La Asociación Española de Vacunología celebra la llegada de la vacuna de HIPRA

La sociedad científica considera un éxito para la vacunología la autorización para la comercialización de esta vacuna, e insiste en la necesidad de destinar más recursos a la investigación científica en nuestro país

Un gran éxito para el mundo científico, de la investigación, de la medicina y la vacunología. Así califica la Asociación Española de Vacunología (AEV) la llegada de la vacuna de HIPRA frente a la Covid-19, recién autorizada por la Unión Europea. Se trata de la primera vacuna frente al SARS-CoV-2 desarrollada íntegramente por una empresa en la UE, y también la primera desarrollada en España.

Todo un hito en la lucha frente a esta enfermedad que podría abrir la puerta a nuevas vacunas españolas, de acuerdo con la sociedad científica. “Esperamos que esto marque un antes y un después con respecto a lo que hemos tenido hasta ahora, que han sido vacunas -no solo para la Covid-19 sino para otras enfermedades- investigadas y producidas en otros países”, apunta Jaime Pérez, presidente de la Asociación Española de Vacunología.

La vacuna de HIPRA se comercializará bajo el nombre Bimervax®. Pertenece a la segunda generación de vacunas frente a la Covid-19 y es la tercera autorizada de las elaboradas con tecnología de vacunas recombinantes o de subunidades proteicas. “Se trata de una vacuna de un grupo muy conocido por parte de los profesionales sanitarios y la población general, puesto que se utilizan desde hace 40 años en el calendario vacunal contra la hepatitis B, el papiloma y, ahora también, el herpes zóster”, señala Fernando Moraga-Llop, portavoz y vocal sénior de la AEV.

Tal y como explican desde la AEV, el perfil de seguridad de la vacuna de HIPRA es bueno, con una menor reactogenicidad local y sistémica que las vacunas de ARN mensajero, según los resultados de los ensayos clínicos realizados con la participación de varios centros hospitalarios de España. “Podrá utilizarse como dosis de refuerzo heterólogo en personas inmunizadas con otro tipo de vacunas”, explica Moraga-Llop.

Además, la respuesta de anticuerpos que ofrece es “muy robusta y duradera”, se cree que de unos seis meses, aunque continúan haciéndose estudios de seguimiento para confirmar si las dosis de refuerzo se pueden separar doce meses. “Esto sería muy importante en caso de que la COVID-19 se convierta, como parece que va a ocurrir, en una enfermedad endémica y estacional”, añade.

Otra de las grandes ventajas de la vacuna de HIPRA es su conservación, a una temperatura de entre 2 y 8ºC, lo que facilita la logística y la distribución en las campañas de vacunación.

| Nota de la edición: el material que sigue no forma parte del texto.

//! HTTP inbound adapter exposing REST endpoints.

pub mod accounts;
pub mod data_types;
pub mod entries;
pub mod error;
pub mod health;
pub mod schemas;
pub mod session;
pub mod session_config;
pub mod state;
#[cfg(test)]
pub mod test_utils;
pub(crate) mod validation;

use actix_web::web;

pub use error::ApiResult;

/// Register every `/api` resource handler on `cfg`.
///
/// The caller mounts the result under `/api` and wraps it with the session
/// middleware; handlers expect [`state::HttpState`] in the app data. Body and
/// query extraction failures render as `invalid_request` errors.
pub fn configure(cfg: &mut web::ServiceConfig) {
    cfg.app_data(web::JsonConfig::default().error_handler(validation::json_error_handler))
        .app_data(web::QueryConfig::default().error_handler(validation::query_error_handler))
        .service(accounts::register)
        .service(accounts::login)
        .service(data_types::list_data_types)
        .service(data_types::create_data_type)
        .service(data_types::get_data_type)
        .service(data_types::update_data_type)
        .service(data_types::delete_data_type)
        .service(entries::list_entries)
        .service(entries::create_entry)
        .service(entries::get_entry)
        .service(entries::update_entry)
        .service(entries::delete_entry);
}
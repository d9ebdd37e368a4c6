//! Port for data type persistence.

use async_trait::async_trait;

use crate::domain::{DataType, DataTypeId, UserId};

use super::define_port_error;

define_port_error! {
    /// Errors raised by data type repository adapters.
    pub enum DataTypeRepositoryError {
        /// Repository connection could not be established.
        Connection { message: String } =>
            "data type repository connection failed: {message}",
        /// Query or mutation failed during execution.
        Query { message: String } =>
            "data type repository query failed: {message}",
        /// The owner already has a data type with this name.
        DuplicateName { name: String } =>
            "a data type named {name} already exists",
    }
}

/// Storage of data type definitions.
///
/// Every lookup is scoped to an owner; a data type owned by someone else is
/// indistinguishable from a missing one.
#[cfg_attr(test, mockall::automock)]
#[async_trait]
pub trait DataTypeRepository: Send + Sync {
    /// All data types of `owner`, in creation order.
    async fn list_for_owner(
        &self,
        owner: &UserId,
    ) -> Result<Vec<DataType>, DataTypeRepositoryError>;

    /// Fetch one data type.
    async fn find(
        &self,
        owner: &UserId,
        id: &DataTypeId,
    ) -> Result<Option<DataType>, DataTypeRepositoryError>;

    /// Store a new data type.
    ///
    /// Fails with [`DataTypeRepositoryError::DuplicateName`] when the owner
    /// already has one with the same name.
    async fn insert(&self, data_type: &DataType) -> Result<(), DataTypeRepositoryError>;

    /// Overwrite an existing data type. Returns `false` when it no longer
    /// exists.
    async fn update(&self, data_type: &DataType) -> Result<bool, DataTypeRepositoryError>;

    /// Remove a data type together with every entry that references it.
    /// Returns `false` when nothing was removed.
    async fn delete(
        &self,
        owner: &UserId,
        id: &DataTypeId,
    ) -> Result<bool, DataTypeRepositoryError>;
}
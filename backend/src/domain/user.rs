//! User accounts.

use chrono::{DateTime, Utc};
use serde::{Deserialize, Serialize};
use utoipa::ToSchema;

use super::UserId;
use super::password::{Password, PasswordError, PasswordHash};

/// Maximum length of a display name, in characters.
pub const USER_NAME_MAX: usize = 100;

/// Validation errors for account input.
#[derive(Debug, Clone, PartialEq, Eq, thiserror::Error)]
pub enum UserValidationError {
    /// Display name was blank.
    #[error("name must not be empty")]
    EmptyName,
    /// Display name exceeded [`USER_NAME_MAX`].
    #[error("name must be at most {max} characters")]
    NameTooLong {
        /// Upper bound in characters.
        max: usize,
    },
    /// Email address was blank.
    #[error("email must not be empty")]
    EmptyEmail,
    /// Email address was not of the form `local@domain`.
    #[error("email must look like local@domain")]
    InvalidEmail,
    /// Password was rejected.
    #[error(transparent)]
    Password(#[from] PasswordError),
}

/// Display name of a user.
#[derive(Debug, Clone, PartialEq, Eq, Serialize, Deserialize, ToSchema)]
#[serde(try_from = "String", into = "String")]
#[schema(value_type = String, example = "Ada Lovelace")]
pub struct UserName(String);

impl UserName {
    /// Trim and validate a display name.
    pub fn new(raw: impl AsRef<str>) -> Result<Self, UserValidationError> {
        let trimmed = raw.as_ref().trim();
        if trimmed.is_empty() {
            return Err(UserValidationError::EmptyName);
        }
        if trimmed.chars().count() > USER_NAME_MAX {
            return Err(UserValidationError::NameTooLong {
                max: USER_NAME_MAX,
            });
        }
        Ok(Self(trimmed.to_owned()))
    }
}

impl AsRef<str> for UserName {
    fn as_ref(&self) -> &str {
        &self.0
    }
}

impl From<UserName> for String {
    fn from(value: UserName) -> Self {
        value.0
    }
}

impl TryFrom<String> for UserName {
    type Error = UserValidationError;

    fn try_from(value: String) -> Result<Self, Self::Error> {
        Self::new(value)
    }
}

/// Case-insensitive email address, stored lower-cased.
#[derive(Debug, Clone, PartialEq, Eq, Hash, Serialize, Deserialize, ToSchema)]
#[serde(try_from = "String", into = "String")]
#[schema(value_type = String, example = "ada@example.com")]
pub struct EmailAddress(String);

impl EmailAddress {
    /// Normalise and validate an email address.
    pub fn new(raw: impl AsRef<str>) -> Result<Self, UserValidationError> {
        let normalised = raw.as_ref().trim().to_lowercase();
        if normalised.is_empty() {
            return Err(UserValidationError::EmptyEmail);
        }
        let valid = match normalised.split_once('@') {
            Some((local, domain)) => {
                !local.is_empty()
                    && !domain.is_empty()
                    && !domain.contains('@')
                    && !normalised.chars().any(char::is_whitespace)
            }
            None => false,
        };
        if !valid {
            return Err(UserValidationError::InvalidEmail);
        }
        Ok(Self(normalised))
    }
}

impl AsRef<str> for EmailAddress {
    fn as_ref(&self) -> &str {
        &self.0
    }
}

impl std::fmt::Display for EmailAddress {
    fn fmt(&self, f: &mut std::fmt::Formatter<'_>) -> std::fmt::Result {
        f.write_str(&self.0)
    }
}

impl From<EmailAddress> for String {
    fn from(value: EmailAddress) -> Self {
        value.0
    }
}

impl TryFrom<String> for EmailAddress {
    type Error = UserValidationError;

    fn try_from(value: String) -> Result<Self, Self::Error> {
        Self::new(value)
    }
}

/// Public view of a registered user.
#[derive(Debug, Clone, PartialEq, Eq, Serialize, Deserialize, ToSchema)]
#[serde(rename_all = "camelCase")]
pub struct User {
    /// Stable identifier.
    pub id: UserId,
    /// Display name.
    pub name: UserName,
    /// Unique login email.
    pub email: EmailAddress,
    /// Registration time.
    #[schema(value_type = String, format = DateTime)]
    pub created_at: DateTime<Utc>,
}

/// User together with the stored password digest.
#[derive(Debug, Clone, PartialEq, Eq)]
pub struct UserAccount {
    /// Public profile.
    pub user: User,
    /// bcrypt password hash.
    pub password_hash: PasswordHash,
}

/// Validated registration request.
#[derive(Debug, Clone)]
pub struct Registration {
    name: UserName,
    email: EmailAddress,
    password: Password,
}

impl Registration {
    /// Validate raw registration fields.
    ///
    /// # Examples
    /// ```
    /// use tracker::domain::Registration;
    ///
    /// let registration = Registration::try_from_parts("Ada", "ADA@Example.com", "pw").unwrap();
    /// assert_eq!(registration.email().as_ref(), "ada@example.com");
    /// ```
    pub fn try_from_parts(
        name: &str,
        email: &str,
        password: &str,
    ) -> Result<Self, UserValidationError> {
        Ok(Self {
            name: UserName::new(name)?,
            email: EmailAddress::new(email)?,
            password: Password::new(password)?,
        })
    }

    /// Requested display name.
    pub fn name(&self) -> &UserName {
        &self.name
    }

    /// Requested login email.
    pub fn email(&self) -> &EmailAddress {
        &self.email
    }

    /// Plain-text password to be hashed.
    pub fn password(&self) -> &Password {
        &self.password
    }
}

/// Validated login credentials.
#[derive(Debug, Clone)]
pub struct LoginCredentials {
    email: EmailAddress,
    password: Password,
}

impl LoginCredentials {
    /// Validate raw login fields.
    pub fn try_from_parts(email: &str, password: &str) -> Result<Self, UserValidationError> {
        Ok(Self {
            email: EmailAddress::new(email)?,
            password: Password::new(password)?,
        })
    }

    /// Login email.
    pub fn email(&self) -> &EmailAddress {
        &self.email
    }

    /// Candidate password.
    pub fn password(&self) -> &Password {
        &self.password
    }
}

Además, no necesita recomponerse y está lista para su uso por vía intramuscular.

En definitiva, la comercialización de la vacuna española es una noticia positiva para la AEV por sus implicaciones en la lucha contra la pandemia, que una vez más insiste en la necesidad de destinar más recursos a la investigación científica dentro de las fronteras españolas. “Ojalá sea el inicio de un cambio muy importante en la investigación básica y aplicada en España”, concluye Pérez.